Dysphagia was evaluated radiologically in 74 of the 1789 ACF patients (4.1%) using video MBS studies (n=66) and esophagography (n=26). Patients underwent radiologic evaluation from 1 to 1150 days after surgery (mean, 120 days after surgery); 76% of the patients presented more than 2 weeks after surgery. The location of the ACF in the study group was the upper, mid, and lower cervical spine in 5.4% (n=4), 55.4% (n=41), and 39.2% (n=29) of patients, respectively. Soft-tissue swelling with displacement of the pharynx or esophagus was identified in 91% of patients (n=67). More serious complications of ACF that resulted in dysphagia included surgical hardware displacement or bone graft displacement (n=18), esophageal perforation (n=3), and a retropharyngeal abscess (n=3). Pharyngeal functional abnormalities were detected in 50 patients, with penetration, aspiration, or both seen in 32.

CONCLUSION

Dysphagia is an underrecognized but significant complication of ACF. After ACF, 4.1% of patients presented for radiologic evaluation of dysphagia. Although ACF procedures are most frequently performed in the lower cervical spine, dysphagia is a more common clinical problem after ACF in the mid cervical spine.

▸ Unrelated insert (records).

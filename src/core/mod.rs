// openqmc

//! Shared machinery behind the samplers: bit manipulation, the PCG
//! generator, coordinate encoding, hash based permutations, the base
//! low discrepancy sequences, table lookups, the blue noise tables, the
//! sampler state algebra and the generic sampler interface.

pub mod bits;
pub mod bntables;
pub mod encode;
pub mod float;
pub mod lookup;
pub mod pcg;
pub mod permute;
pub mod range;
pub mod rank1;
pub mod sampler;
pub mod sobol;
pub mod state;
pub mod stochastic;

Radiologic examinations should be specifically tailored to evaluate ACF patients.

摘要

目的

本研究的目的是评估颈椎前路融合术(ACF)后吞咽困难的发生率、病因及病程。

材料与方法

回顾手术数据库发现,在8年的研究期间,有1789例患者接受了ACF手术。对放射学数据库的回顾显示,1789例患者中有80例接受了放射学评估,以评估ACF术后的吞咽困难情况。3例患者因在ACF术前有吞咽困难病史而被排除在研究之外,另有3例患者分别因近期接受了nissen胃底折叠术、插管和放射治疗而被排除。收集并分析了其余74例患者的改良钡餐吞咽(MBS)研究和食管造影,以确定吞咽困难的原因及术后吞咽困难开始的病程。

结果

1789例ACF患者中有74例(4.1%)通过视频MBS研究(n=66)和食管造影(n=26)进行了放射学吞咽困难评估。患者在术后1至1150天接受放射学评估(平均术后120天);76%的患者在术后2周以上出现症状。研究组中ACF的位置分别位于颈椎上段、中段和下段的患者比例为5.4%(n=4)、55.4%(n=41)和39.2%(n=29)。91%的患者(n=67)发现有软组织肿胀伴咽部或食管移位。导致吞咽困难的ACF更严重并发症包括手术器械移位或植骨移位(n=18)、食管穿孔(n=3)和咽后脓肿(n=3)。50例患者检测到咽部功能异常,32例出现穿透、误吸或两者皆有。

结论

吞咽困难是ACF一种未被充分认识但很重要的并发症。ACF术后,4.1%的患者接受了吞咽困难的放射学评估。虽然ACF手术最常在下颈椎进行,但吞咽困难在颈椎中段ACF术后是更常见的临床问题。应专门定制放射学检查以评估ACF患者。